We demonstrated that 3-month PSA after ADT initiation can predict long survival in men with low-risk and low-volume disease and that patients with 3-month PSA ≤2 ng/ml may not need combination therapy as first-line treatment. Combination therapy is recommended when 3-month PSA does not reach ≤2 ng/ml, even if patients have low-risk and low-volume cancer, because of their poor prognosis under ADT alone. In patients with high-risk and/or high-volume disease, oncological outcomes were unfavorable irrespective of the 3-month PSA level, and in these cases, early combination therapy is indicated.

Polymorphisms in several genes that are associated with androgen signaling are associated with OS and CRPC-free survival (23). A recent study demonstrated that OS and CRPC-free survival varied by genotype of HSD3B1, which encodes 3β-hydroxysteroid dehydrogenase-1, in low-volume mCSPC (24). Molecular subtyping by gene-expression profiling may also predict treatment outcome in patients with mCSPC (25,26). Hamid et al. suggested that those with the luminal B subtype of mCSPC benefited from addition of docetaxel to ADT, however, those with the basal subtype did not (26). These molecular biomarkers may be promising and will help identify the appropriate treatment for each patient with mCSPC in the future. At present, we propose that patients with low-risk and low-volume disease start ADT with simultaneous PSA monitoring. When 3-month PSA is >2 ng/ml, adding docetaxel or androgen pathway inhibitors to ADT should be considered. Patients with low-volume low-risk cancer who achieve a level of PSA ≤2 ng/ml at 3 months are more likely to have a longer survival. Our patients’ median OS was 112 months and ADT may be enough for such patients, especially for men with life expectancy shorter than 10 years, and adverse events of combination therapy may exceed the oncological benefit in these patients.

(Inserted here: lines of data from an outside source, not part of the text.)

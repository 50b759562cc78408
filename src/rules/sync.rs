//! Rule synchronization engine
//!
//! Orchestrates concurrent fetches across all enabled providers, keeps a
//! bounded history of sync outcomes, and triggers the bypass-list merge.
//! Sync passes are strictly serialized; status reads never observe a
//! half-finished pass.

use std::path::PathBuf;

use chrono::Utc;
use futures::StreamExt;
use parking_lot::RwLock;
use tokio::sync::Mutex;
use tracing::{error, info, instrument, warn};

use crate::config::ConfigStore;
use crate::error::{Result, RuleSyncError};
use crate::models::{ProviderOutcome, RuleProvider, SyncRecord};
use crate::rules::bypass;
use crate::rules::fetcher::{FetcherConfig, RuleFetcher};

/// Retained sync records; the oldest is evicted beyond this
const HISTORY_LIMIT: usize = 10;

/// Single-provider updates younger than this coalesce into the latest record
const COALESCE_WINDOW_SECS: i64 = 60;

/// Rule synchronization engine
pub struct SyncEngine {
    config: ConfigStore,
    fetcher: RuleFetcher,
    rules_dir: PathBuf,
    /// Explicit settings-file location; `None` resolves per merge
    settings_override: Option<PathBuf>,
    history: RwLock<Vec<SyncRecord>>,
    /// Serializes whole sync passes
    pass_lock: Mutex<()>,
}

impl SyncEngine {
    pub fn new(config: ConfigStore, fetcher_config: FetcherConfig, rules_dir: PathBuf) -> Self {
        Self {
            config,
            fetcher: RuleFetcher::new(fetcher_config),
            rules_dir,
            settings_override: None,
            history: RwLock::new(Vec::new()),
            pass_lock: Mutex::new(()),
        }
    }

    /// Pin the proxy settings file instead of resolving it per merge
    pub fn with_settings_path(mut self, path: PathBuf) -> Self {
        self.settings_override = Some(path);
        self
    }

    /// Run one full sync pass across all enabled providers.
    ///
    /// Returns `Ok(true)` only when every enabled provider succeeded. A
    /// failed bypass merge is logged but does not affect the result.
    #[instrument(skip(self))]
    pub async fn sync_all(&self) -> Result<bool> {
        let _guard = self.pass_lock.lock().await;

        info!("Starting sync pass for all enabled providers");
        tokio::fs::create_dir_all(&self.rules_dir).await?;

        let providers = self.config.enabled_providers();
        let worker_count = providers.len().max(1);

        let results: Vec<(ProviderOutcome, Option<String>)> =
            futures::stream::iter(providers)
                .map(|provider| self.fetch_task(provider))
                .buffer_unordered(worker_count)
                .collect()
                .await;

        let mut outcomes = Vec::with_capacity(results.len());
        let mut contents = Vec::new();
        let mut all_succeeded = true;

        for (outcome, content) in results {
            all_succeeded &= outcome.succeeded;
            outcomes.push(outcome);
            if let Some(content) = content {
                contents.push(content);
            }
        }

        self.config.mark_synced();
        if let Err(e) = self.config.persist() {
            warn!("Failed to persist last-sync time: {}", e);
        }

        self.push_record(SyncRecord::new(outcomes));

        // Merge whenever anything was readable, independent of per-provider
        // failures.
        if !contents.is_empty() {
            self.merge_bypass(&contents.join("\n")).await;
        }

        info!("Sync pass complete (all succeeded: {})", all_succeeded);
        Ok(all_succeeded)
    }

    /// Update a single provider by name.
    ///
    /// Unlike `sync_all`, the bypass list is re-merged only for providers
    /// matching the direct/local naming convention with a domain-like kind.
    #[instrument(skip(self))]
    pub async fn sync_one(&self, name: &str) -> Result<bool> {
        let _guard = self.pass_lock.lock().await;

        let provider = self
            .config
            .provider(name)
            .ok_or_else(|| RuleSyncError::ProviderNotFound {
                name: name.to_string(),
            })?;
        if !provider.enabled {
            return Err(RuleSyncError::ProviderDisabled {
                name: name.to_string(),
            });
        }

        info!("Updating provider {}", provider.name);
        tokio::fs::create_dir_all(&self.rules_dir).await?;

        let output_path = self.rules_dir.join(&provider.path);
        match self.fetcher.fetch(&provider, &output_path).await {
            Ok(()) => {
                if provider.feeds_bypass() {
                    match tokio::fs::read_to_string(&output_path).await {
                        Ok(content) => self.merge_bypass(&content).await,
                        Err(e) => warn!("Could not read back {}: {}", provider.name, e),
                    }
                }
                self.record_single(ProviderOutcome::success(&provider.name));
                Ok(true)
            }
            Err(e) => {
                self.record_single(ProviderOutcome::failure(&provider.name, e.to_string()));
                Err(e)
            }
        }
    }

    /// Read-only copy of the bounded sync history, newest last
    pub fn history(&self) -> Vec<SyncRecord> {
        self.history.read().clone()
    }

    fn fetch_task<'a>(
        &'a self,
        provider: RuleProvider,
    ) -> impl std::future::Future<Output = (ProviderOutcome, Option<String>)> + 'a {
        async move {
            let output_path = self.rules_dir.join(&provider.path);
            match self.fetcher.fetch(&provider, &output_path).await {
                Ok(()) => {
                    // Read back for the bypass merge; a read failure only
                    // loses the merge contribution, not the outcome.
                    let content = match tokio::fs::read_to_string(&output_path).await {
                        Ok(content) => Some(content),
                        Err(e) => {
                            error!("Reading back rules for {} failed: {}", provider.name, e);
                            None
                        }
                    };
                    (ProviderOutcome::success(&provider.name), content)
                }
                Err(e) => {
                    error!("Provider {} failed: {}", provider.name, e);
                    (ProviderOutcome::failure(&provider.name, e.to_string()), None)
                }
            }
        }
    }

    /// Merge combined domain rules into the proxy settings file. Failures
    /// are logged only; they never flip a sync result.
    async fn merge_bypass(&self, combined_rules: &str) {
        let path = match &self.settings_override {
            Some(path) => Some(path.clone()),
            None => bypass::settings_path(),
        };
        let Some(path) = path else {
            warn!("Proxy settings file not found, skipping bypass merge");
            return;
        };

        if let Err(e) = bypass::sync_from_domain_list(&path, combined_rules).await {
            error!("Bypass merge failed: {}", e);
        }
    }

    /// Append a record, evicting the oldest beyond the bound
    fn push_record(&self, record: SyncRecord) {
        let mut history = self.history.write();
        history.push(record);
        if history.len() > HISTORY_LIMIT {
            let excess = history.len() - HISTORY_LIMIT;
            history.drain(..excess);
        }
    }

    /// Record a single-provider outcome, coalescing rapid successive updates
    /// into the latest record (keyed by provider name) when it is younger
    /// than one minute.
    fn record_single(&self, outcome: ProviderOutcome) {
        let mut history = self.history.write();

        if let Some(last) = history.last_mut() {
            let age = Utc::now().signed_duration_since(last.time);
            if age < chrono::Duration::seconds(COALESCE_WINDOW_SECS) {
                last.upsert(outcome);
                return;
            }
        }

        history.push(SyncRecord::new(vec![outcome]));
        if history.len() > HISTORY_LIMIT {
            let excess = history.len() - HISTORY_LIMIT;
            history.drain(..excess);
        }
    }
}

This study has several limitations. Our patients were Japanese only, and it has been shown that they have favorable responses to ADT (27-29). Further studies that include patients of other races are required for generalization of our results. Assessments of some of the prognostic biomarkers such as serum testosterone, alkaline phosphatase, hemoglobin, lactate dehydrogenase, albumin were not included in analyses because of the retrospective nature of this study and incomplete data in our database. Inter-observer variation of Gleason grade may exist because pathological diagnosis was made over a long period. We, however, do not think these factors have a great impact on our conclusions.

Conclusion

PSA level at 3 months after ADT initiation was associated with survival in patients with low-risk and low-volume mCSPC and those who achieved PSA ≤2 ng/ml at 3 months had a favorable outcome. ADT may be sufficient, and upfront docetaxel or androgen pathway inhibitors may be considered excessive treatment for these patients, especially for those with short life expectancy. In contrast, upfront combination therapy is recommended for patients with 3-month PSA >2.0 ng/ml, even if they have low-volume and low-risk disease.

Conflicts of Interest

The Authors declare no potential conflicts of interest.

Authors’ Contributions

All Authors contributed to the design of the study, acquisition and interpretation of the data. All Authors discussed, verified and approved the final version of the article.